Citations as First-Class Data Entities: Introduction

Citations are now centre stage

As a result of the Initiative for Open Citations (I4OC), launched on April 6 last year, almost all the major scholarly publishers now open the reference lists they submit to Crossref, resulting in more than half a billion references being openly available via the Crossref API.

It is therefore time to think carefully about how citations are treated, and how they might be better handled as part of the Linked Open Data Web.

Citations are normally treated simply as the links between published entities.

Conventional citation

However, an alternative richer view is to regard a citation as a data entity in its own right.

First class citation

This permits us to endow a citation with descriptive properties, such as

has citation creation date:   3rd March 2015
has citation time span:       6 years, 5 months and 23 days
has type:                     Self-citation
has identifier:               oci:7295288-3962641

[Note: a later blog post entitled “Open Citation Identifiers” will include an explanation of the identifier shown here.]

Advantages of treating citations as First-Class Data Entities

  • All the information regarding each citation is available in one place.
  • Citations become easier to describe, distinguish, count and process.
  • If available in aggregate, citations described in this manner are easier to analyze using bibliometric methods, for example to determine how citation time spans vary by discipline.

Requirements for citations to be treated as First-Class Data Entities

  • They must be definable in a machine-readable manner as a member of the class “Citation”, and describable using appropriate ontology terms.
  • They must have metadata structured using a generic yet appropriately detailed data model.
  • They must be storable, searchable and retrievable in an open database designed for bibliographic citations.
  • They must be identifiable using a global persistent identifier scheme.
  • There must be a Web-based identifier resolution service that takes the citation identifier as input and returns a description of the citation.

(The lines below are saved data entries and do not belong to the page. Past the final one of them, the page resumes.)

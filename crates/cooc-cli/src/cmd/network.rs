//! `cooc network`: edge table → graph → ranked centrality measures.

use std::fs;
use std::io::Write;
use std::path::{Path, PathBuf};

use anyhow::{Context, Result};
use clap::Args;
use cooc_core::config::CoocConfig;
use cooc_core::table::load_edge_table;
use cooc_graph::graph::{CooccurrenceGraph, GraphStats, write_dot};
use cooc_graph::rank::{CentralityConfig, CentralityRow, centrality_table};
use serde::Serialize;
use tracing::info;

use crate::output::{OutputMode, pretty_kv, pretty_rule, pretty_section, render};

/// Arguments for `cooc network`.
#[derive(Args, Debug)]
pub struct NetworkArgs {
    /// Weighted edge table written by `cooc edges`.
    #[arg(short, long)]
    pub input: PathBuf,

    /// Keep edges with weight strictly greater than this; overrides
    /// `[graph] min_weight` from the config.
    #[arg(long)]
    pub min_weight: Option<u64>,

    /// Directory receiving `centrality_measures_<name>.csv`.
    #[arg(long, default_value = "out/1_network")]
    pub output_dir: PathBuf,

    /// Also write the filtered graph as Graphviz DOT.
    #[arg(long)]
    pub dot: bool,

    /// Number of ranked entities to print.
    #[arg(long, default_value_t = 10)]
    pub top: usize,
}

/// Report payload for `cooc network`.
#[derive(Debug, Serialize)]
pub struct NetworkReport {
    pub input: PathBuf,
    pub output: PathBuf,
    #[serde(skip_serializing_if = "Option::is_none")]
    pub dot: Option<PathBuf>,
    pub stats: GraphStats,
    pub top: Vec<CentralityRow>,
}

/// Name shared by the outputs of one edge table: the file stem without the
/// `edgelist_` prefix, so `edgelist_FAKE.csv` becomes `FAKE`.
pub fn network_name(input: &Path) -> String {
    let stem = input
        .file_stem()
        .map(|s| s.to_string_lossy().into_owned())
        .unwrap_or_default();
    if let Some(rest) = stem.strip_prefix("edgelist_").filter(|r| !r.is_empty()) {
        return rest.to_string();
    }
    stem
}

/// Execute `cooc network`.
pub fn run_network(args: &NetworkArgs, config: &CoocConfig, output: OutputMode) -> Result<()> {
    let table = load_edge_table(&args.input)
        .with_context(|| format!("failed to load edge table {}", args.input.display()))?;

    let min_weight = args.min_weight.unwrap_or(config.graph.min_weight);
    let graph = CooccurrenceGraph::from_table(&table, min_weight);
    let stats = GraphStats::from_graph(&graph);

    let centrality = centrality_table(&graph, &CentralityConfig::from(&config.centrality))?;

    fs::create_dir_all(&args.output_dir)
        .with_context(|| format!("failed to create {}", args.output_dir.display()))?;
    let name = network_name(&args.input);

    let path = args.output_dir.join(format!("centrality_measures_{name}.csv"));
    centrality
        .save(&path)
        .with_context(|| format!("failed to write {}", path.display()))?;
    info!(path = %path.display(), rows = centrality.len(), "wrote centrality table");

    let dot = if args.dot {
        let dot_path = args.output_dir.join(format!("network_{name}.dot"));
        write_dot(&graph, &dot_path)
            .with_context(|| format!("failed to write {}", dot_path.display()))?;
        Some(dot_path)
    } else {
        None
    };

    let report = NetworkReport {
        input: args.input.clone(),
        output: path,
        dot,
        stats,
        top: centrality.top(args.top).to_vec(),
    };
    render(output, &report, render_network_human)
}

fn render_network_human(
    report: &NetworkReport,
    mode: OutputMode,
    w: &mut dyn Write,
) -> std::io::Result<()> {
    let s = &report.stats;
    if !mode.is_pretty() {
        writeln!(w, "output={}", report.output.display())?;
        if let Some(dot) = &report.dot {
            writeln!(w, "dot={}", dot.display())?;
        }
        writeln!(w, "nodes={}", s.node_count)?;
        writeln!(w, "edges={}", s.edge_count)?;
        writeln!(w, "density={:.6}", s.density)?;
        writeln!(w, "components={}", s.component_count)?;
        if s.node_count == 0 {
            return writeln!(w, "no_data=true");
        }
        for row in &report.top {
            writeln!(
                w,
                "{}\t{:.6}\t{:.6}\t{:.6}",
                row.node, row.degree, row.betweenness, row.eigenvector
            )?;
        }
        return Ok(());
    }

    pretty_section(w, &format!("Network (weight > {})", s.min_weight))?;
    pretty_kv(w, "Output", report.output.display().to_string())?;
    if let Some(dot) = &report.dot {
        pretty_kv(w, "DOT", dot.display().to_string())?;
    }

    if s.node_count == 0 {
        writeln!(w)?;
        return writeln!(
            w,
            "no data: no edge has weight above {}; try a lower --min-weight",
            s.min_weight
        );
    }

    pretty_kv(w, "Nodes", s.node_count.to_string())?;
    pretty_kv(w, "Edges", s.edge_count.to_string())?;
    pretty_kv(w, "Density", format!("{:.4}", s.density))?;
    pretty_kv(w, "Components", s.component_count.to_string())?;
    pretty_kv(
        w,
        "Degree",
        format!("max {} / mean {:.2}", s.max_degree, s.mean_degree),
    )?;
    pretty_kv(w, "Total weight", s.total_weight.to_string())?;

    writeln!(w)?;
    writeln!(
        w,
        "{:<4} {:<30} {:>10} {:>12} {:>12}",
        "#", "ENTITY", "DEGREE", "BETWEENNESS", "EIGENVECTOR"
    )?;
    pretty_rule(w)?;
    for (i, row) in report.top.iter().enumerate() {
        writeln!(
            w,
            "{:<4} {:<30} {:>10.4} {:>12.4} {:>12.4}",
            i + 1,
            row.node,
            row.degree,
            row.betweenness,
            row.eigenvector
        )?;
    }
    Ok(())
}

#[cfg(test)]
mod tests {
    use super::*;

    #[test]
    fn network_name_strips_edgelist_prefix() {
        assert_eq!(network_name(Path::new("out/0_edgelists/edgelist_FAKE.csv")), "FAKE");
        assert_eq!(network_name(Path::new("pairs.csv")), "pairs");
        assert_eq!(network_name(Path::new("edgelist_.csv")), "edgelist_");
    }
}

Blog post detailing how these requirements are met

Subsequent blog posts will describe how we at OpenCitations have satisfied these requirements, permitting citations to indeed be treated as First-Class Data Entities:

  1. Citations as First-Class Data Entities: Citation Descriptions
  2. Citations as First-Class Data Entities: The OpenCitations Data Model
  3. Citations as First-Class Data Entities: The OpenCitations Corpus
  4. Citations as First-Class Data Entities: Open Citation Identifiers
  5. Citations as First-Class Data Entities: The Open Citation Identifier Resolution Service
Advertisements
Posted in Bibliographic references, Citations as First-Class Data Entities, Ontologies, Open Citation Identifiers, Open Citations, Semantic Publishing, Uncategorized | Tagged , , , , | 6 Comments

OpenCitations and the Initiative for Open Citations: A Clarification

Some folk are confused, but OpenCitations and the Initiative for Open Citations, despite the similarity of their names, are two distinct organizations.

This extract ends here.